Después de agotar esa vía, se había puesto en contacto con las líneas aéreas que habían volado a la isla el dieciocho de abril, pero tampoco había conseguido nada. De hecho, ya había renunciado a localizarlo. Pero el embarazo lo había cambiado todo.

–¿Stephanie? Ya estoy aquí. Lo siento, pero no tengo ni su dirección ni su número de teléfono. Tal vez puedan saber algo de él en alguna de las tiendas donde fuisteis.

–No estuvimos en ninguna tienda –replicó ella decepcionada–, pero me regaló unas flores que tuvo que comprar en alguna parte. ¿Pudo haberlas conseguido en el resort?

–No. Solo pudo comprarlas en la floristería de la ciudad. Te daré el número... Sí, aquí está.

Stephanie tomó nota.

–Haces honor a tu nombre, Angelo. Muchas gracias.

–No hay de qué. Que tengas suerte.

Después de colgar, Stephanie se quedó mirando el número de teléfono que había apuntado. Las lágrimas le rodaron por las mejillas. Si no conseguía nada en la floristería, probablemente, su bebé nunca conocería a su padre.

–Floristería Plant Shop, ¿qué desea?

–Hola. Me llamo Stephanie Walsh. Estoy llamando desde Florida. Recibí el veintisiete de abril un ramo de gardenias de su tienda que fue entregado en el Palm Resort. No tuve ocasión de darle las gracias al señor que me las envió. Se marchó antes de que pudiera hacerlo. Su nombre era Dev Harris. ¿Podría darme su dirección o su número de teléfono, por favor?

–Lo siento, pero no puedo darle esa información.

–¿Puede decirme al menos a qué hora recibió el pedido?

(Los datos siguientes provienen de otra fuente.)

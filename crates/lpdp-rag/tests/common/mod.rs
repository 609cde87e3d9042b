//! Shared fakes for integration tests

#![allow(dead_code)]

use async_trait::async_trait;
use axum::body::Body;
use axum::http::{header, Request, Response};
use lpdp_rag::error::{Error, Result};
use lpdp_rag::providers::{ChatModel, EmbeddingProvider, ToolSpec};
use lpdp_rag::retrieval::{DocumentIndex, SqliteVectorIndex, VectorTable};
use lpdp_rag::server::state::AppState;
use lpdp_rag::session::InMemorySessionStore;
use lpdp_rag::{Message, PassageInput, RagConfig, RagService};
use parking_lot::Mutex;
use serde_json::Value;
use std::collections::VecDeque;
use std::sync::Arc;

/// Replays canned replies in order and counts calls
#[derive(Default)]
pub struct ScriptedModel {
    replies: Mutex<VecDeque<Message>>,
    calls: Mutex<usize>,
}

impl ScriptedModel {
    pub fn new(replies: Vec<Message>) -> Arc<Self> {
        Arc::new(Self {
            replies: Mutex::new(replies.into()),
            calls: Mutex::new(0),
        })
    }

    /// Decide to search, then answer
    pub fn searching(query: &str, answer: &str) -> Arc<Self> {
        Self::new(vec![Message::tool_call("search", query), Message::assistant(answer)])
    }

    pub fn push(&self, reply: Message) {
        self.replies.lock().push_back(reply);
    }

    pub fn calls(&self) -> usize {
        *self.calls.lock()
    }
}

#[async_trait]
impl ChatModel for ScriptedModel {
    async fn chat_complete(&self, _messages: &[Message], _tools: &[ToolSpec]) -> Result<Message> {
        *self.calls.lock() += 1;
        self.replies
            .lock()
            .pop_front()
            .ok_or_else(|| Error::Llm("no scripted reply left".into()))
    }

    async fn health_check(&self) -> Result<bool> {
        Ok(true)
    }

    fn name(&self) -> &str {
        "scripted"
    }

    fn model(&self) -> &str {
        "scripted-model"
    }
}

/// Embeds text as keyword counts so similar questions find the right passage
pub struct KeywordEmbedder;

#[async_trait]
impl EmbeddingProvider for KeywordEmbedder {
    async fn embed(&self, text: &str) -> Result<Vec<f32>> {
        let lower = text.to_lowercase();
        Ok(["usia", "ipk", "toefl", "dana", "beasiswa"]
            .iter()
            .map(|kw| lower.matches(kw).count() as f32 + 0.01)
            .collect())
    }

    fn dimensions(&self) -> usize {
        5
    }

    fn name(&self) -> &str {
        "keyword"
    }
}

pub struct Harness {
    pub service: Arc<RagService>,
    pub sessions: Arc<InMemorySessionStore>,
    pub state: AppState,
}

/// Service over an in-memory index and session store
pub fn harness(model: Option<Arc<ScriptedModel>>) -> Harness {
    let config = RagConfig::default();
    let index: Arc<dyn DocumentIndex> = Arc::new(SqliteVectorIndex::new(
        VectorTable::in_memory(&config.vector_db.collection).unwrap(),
        Arc::new(KeywordEmbedder),
        "keyword",
    ));
    let sessions = Arc::new(InMemorySessionStore::new());
    let llm = model.map(|m| m as Arc<dyn ChatModel>);

    let service = Arc::new(RagService::new(&config, llm, index, sessions.clone()).unwrap());
    let state = AppState::with_service(config, Some(service.clone()));

    Harness {
        service,
        sessions,
        state,
    }
}

pub fn scholarship_passages() -> Vec<PassageInput> {
    vec![
        PassageInput::new("Usia maksimal pendaftar program magister adalah 35 tahun.")
            .with_meta("title", "Persyaratan Umum"),
        PassageInput::new("Skor TOEFL ITP minimal 500 untuk tujuan dalam negeri.")
            .with_meta("title", "Persyaratan Bahasa"),
        PassageInput::new("Dana hidup dibayarkan setiap bulan selama masa studi.")
            .with_meta("source", "Panduan Pendanaan"),
    ]
}

pub fn post_json(uri: &str, body: Value, cookie: Option<&str>) -> Request<Body> {
    let mut builder = Request::post(uri).header(header::CONTENT_TYPE, "application/json");
    if let Some(id) = cookie {
        builder = builder.header(header::COOKIE, format!("lpdp_session={}", id));
    }
    builder.body(Body::from(body.to_string())).unwrap()
}

pub fn get(uri: &str, cookie: Option<&str>) -> Request<Body> {
    let mut builder = Request::get(uri);
    if let Some(id) = cookie {
        builder = builder.header(header::COOKIE, format!("lpdp_session={}", id));
    }
    builder.body(Body::empty()).unwrap()
}

pub async fn json_body(response: Response<Body>) -> Value {
    let bytes = axum::body::to_bytes(response.into_body(), usize::MAX)
        .await
        .unwrap();
    serde_json::from_slice(&bytes).unwrap()
}

/// Build a multipart body with one part per (field, filename, content)
pub fn multipart(parts: &[(&str, &str, &str)]) -> (String, Vec<u8>) {
    let boundary = "lpdp-test-boundary";
    let mut body = Vec::new();
    for (field, filename, content) in parts {
        body.extend_from_slice(format!("--{}\r\n", boundary).as_bytes());
        body.extend_from_slice(
            format!(
                "Content-Disposition: form-data; name=\"{}\"; filename=\"{}\"\r\n",
                field, filename
            )
            .as_bytes(),
        );
        body.extend_from_slice(b"Content-Type: application/octet-stream\r\n\r\n");
        body.extend_from_slice(content.as_bytes());
        body.extend_from_slice(b"\r\n");
    }
    body.extend_from_slice(format!("--{}--\r\n", boundary).as_bytes());
    (format!("multipart/form-data; boundary={}", boundary), body)
}
//! Applicant record and its encoding into the model's columns

use serde::de::{self, Deserializer};
use serde::Deserialize;
use serde_json::Value;

use crate::error::{Error, Result};
use crate::model::TreeEnsemble;

/// One credit-card application as posted by the form
#[derive(Debug, Clone, Deserialize, PartialEq)]
pub struct ApplicantRecord {
    #[serde(rename = "Annual_income", deserialize_with = "number")]
    pub annual_income: f64,
    #[serde(rename = "Employed_days", deserialize_with = "number")]
    pub employed_days: f64,
    #[serde(rename = "Family_Members", deserialize_with = "number")]
    pub family_members: f64,
    #[serde(rename = "Birthday_count", deserialize_with = "number")]
    pub birthday_count: f64,
    #[serde(rename = "Type_Income", deserialize_with = "category")]
    pub type_income: String,
    #[serde(rename = "Housing_type", deserialize_with = "category")]
    pub housing_type: String,
    #[serde(rename = "Type_Occupation", deserialize_with = "category")]
    pub type_occupation: String,
    #[serde(rename = "EDUCATION", deserialize_with = "category")]
    pub education: String,
}

impl ApplicantRecord {
    pub fn from_value(value: Value) -> Result<Self> {
        serde_json::from_value(value).map_err(|e| Error::invalid_input(format!("Invalid input: {}", e)))
    }

    /// Age in days counted backwards from today, as in the training data
    pub fn normalized_birthday_count(&self) -> f64 {
        if self.birthday_count > 0.0 {
            -self.birthday_count
        } else {
            self.birthday_count
        }
    }

    fn numeric(&self) -> [(&'static str, f64); 4] {
        [
            ("Annual_income", self.annual_income),
            ("Employed_days", self.employed_days),
            ("Family_Members", self.family_members),
            ("Birthday_count", self.normalized_birthday_count()),
        ]
    }

    fn categorical(&self) -> [(&'static str, &str); 4] {
        [
            ("Type_Income", &self.type_income),
            ("Housing_type", &self.housing_type),
            ("Type_Occupation", &self.type_occupation),
            ("EDUCATION", &self.education),
        ]
    }

    /// Feature vector in the model's column order.
    ///
    /// Unknown categories leave every one-hot column of that field at zero.
    pub fn encode(&self, model: &TreeEnsemble) -> Vec<f64> {
        let mut features = vec![0.0; model.n_features()];

        for (name, value) in self.numeric() {
            if let Some(i) = model.feature_index(name) {
                features[i] = value;
            }
        }

        for (field, value) in self.categorical() {
            let column = format!("{}_{}", field, value);
            match model.feature_index(&column) {
                Some(i) => features[i] = 1.0,
                None => tracing::debug!("No column {} in model", column),
            }
        }

        features
    }
}

fn number<'de, D>(deserializer: D) -> std::result::Result<f64, D::Error>
where
    D: Deserializer<'de>,
{
    match Value::deserialize(deserializer)? {
        Value::Number(n) => n
            .as_f64()
            .ok_or_else(|| de::Error::custom("number out of range")),
        Value::String(s) => s
            .trim()
            .parse::<f64>()
            .ok()
            .filter(|v| v.is_finite())
            .ok_or_else(|| de::Error::custom(format!("not a number: {:?}", s))),
        other => Err(de::Error::custom(format!("expected a number, got {}", other))),
    }
}

fn category<'de, D>(deserializer: D) -> std::result::Result<String, D::Error>
where
    D: Deserializer<'de>,
{
    match Value::deserialize(deserializer)? {
        Value::String(s) => Ok(s.trim().to_string()),
        Value::Number(n) => Ok(n.to_string()),
        other => Err(de::Error::custom(format!("expected a string, got {}", other))),
    }
}

#[cfg(test)]
mod tests {
    use super::*;
    use proptest::prelude::*;
    use serde_json::json;

    fn model() -> TreeEnsemble {
        TreeEnsemble::from_json(
            r#"{
            "feature_names": ["Annual_income", "Birthday_count", "EDUCATION_Higher education",
                              "Housing_type_House / apartment", "Type_Income_Pensioner"],
            "classes": [0, 1],
            "trees": [{"nodes": [{"value": [1.0, 1.0]}]}]
        }"#,
        )
        .unwrap()
    }

    fn applicant() -> Value {
        json!({
            "Annual_income": "180000",
            "Employed_days": 1200,
            "Family_Members": "2",
            "Birthday_count": 12000,
            "Type_Income": "Working",
            "Housing_type": "House / apartment",
            "Type_Occupation": "Laborers",
            "EDUCATION": "Higher education"
        })
    }

    #[test]
    fn test_encode_numeric_and_one_hot() {
        let record = ApplicantRecord::from_value(applicant()).unwrap();
        let features = record.encode(&model());
        assert_eq!(features, vec![180000.0, -12000.0, 1.0, 1.0, 0.0]);
    }

    #[test]
    fn test_rejects_non_numeric_income() {
        let mut value = applicant();
        value["Annual_income"] = json!("banyak");
        assert!(matches!(
            ApplicantRecord::from_value(value),
            Err(Error::InvalidInput(_))
        ));
    }

    #[test]
    fn test_missing_field_is_invalid() {
        let mut value = applicant();
        value.as_object_mut().unwrap().remove("EDUCATION");
        assert!(ApplicantRecord::from_value(value).is_err());
    }

    proptest! {
        #[test]
        fn prop_birthday_count_is_never_positive(days in -40000i64..40000) {
            let mut value = applicant();
            value["Birthday_count"] = json!(days);
            let record = ApplicantRecord::from_value(value).unwrap();
            prop_assert!(record.normalized_birthday_count() <= 0.0);
            prop_assert_eq!(record.normalized_birthday_count().abs(), days.abs() as f64);
        }
    }
}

–Espere un momento... Sí, nos telefoneó a las cinco de la tarde.

–Gracias por su ayuda.

Nada más colgar, una idea comenzó a dar vueltas por su mente. Llamó al resort de nuevo y preguntó si podía hablar con Delia, la camarera del hotel. Tuvo que dejarle un mensaje para que Delia la llamara cuando estuviese libre.

A la media hora, recibió la llamada de la camarera.

–Hola, Stephanie.

–Hola, Delia. Muchas gracias por devolverme la llamada.

–No hay de qué. ¿Qué tal te va con Dev?

–En realidad, ese es el objeto de mi llamada. Estoy muy preocupada por él. Se marchó de la isla sin decirme nada. Me gustaría saber cómo está y necesito tu ayuda para localizarlo.

–Mi novio trabaja en el aeropuerto. Le pediré que averigüe los vuelos que salieron el veintisiete de abril después de las cinco de la tarde. Tal vez él encuentre algo que pueda ayudarte.

–No sé cómo pagarte el favor, Delia.

–Lo hago con gusto. Nunca vi a una pareja más enamorada.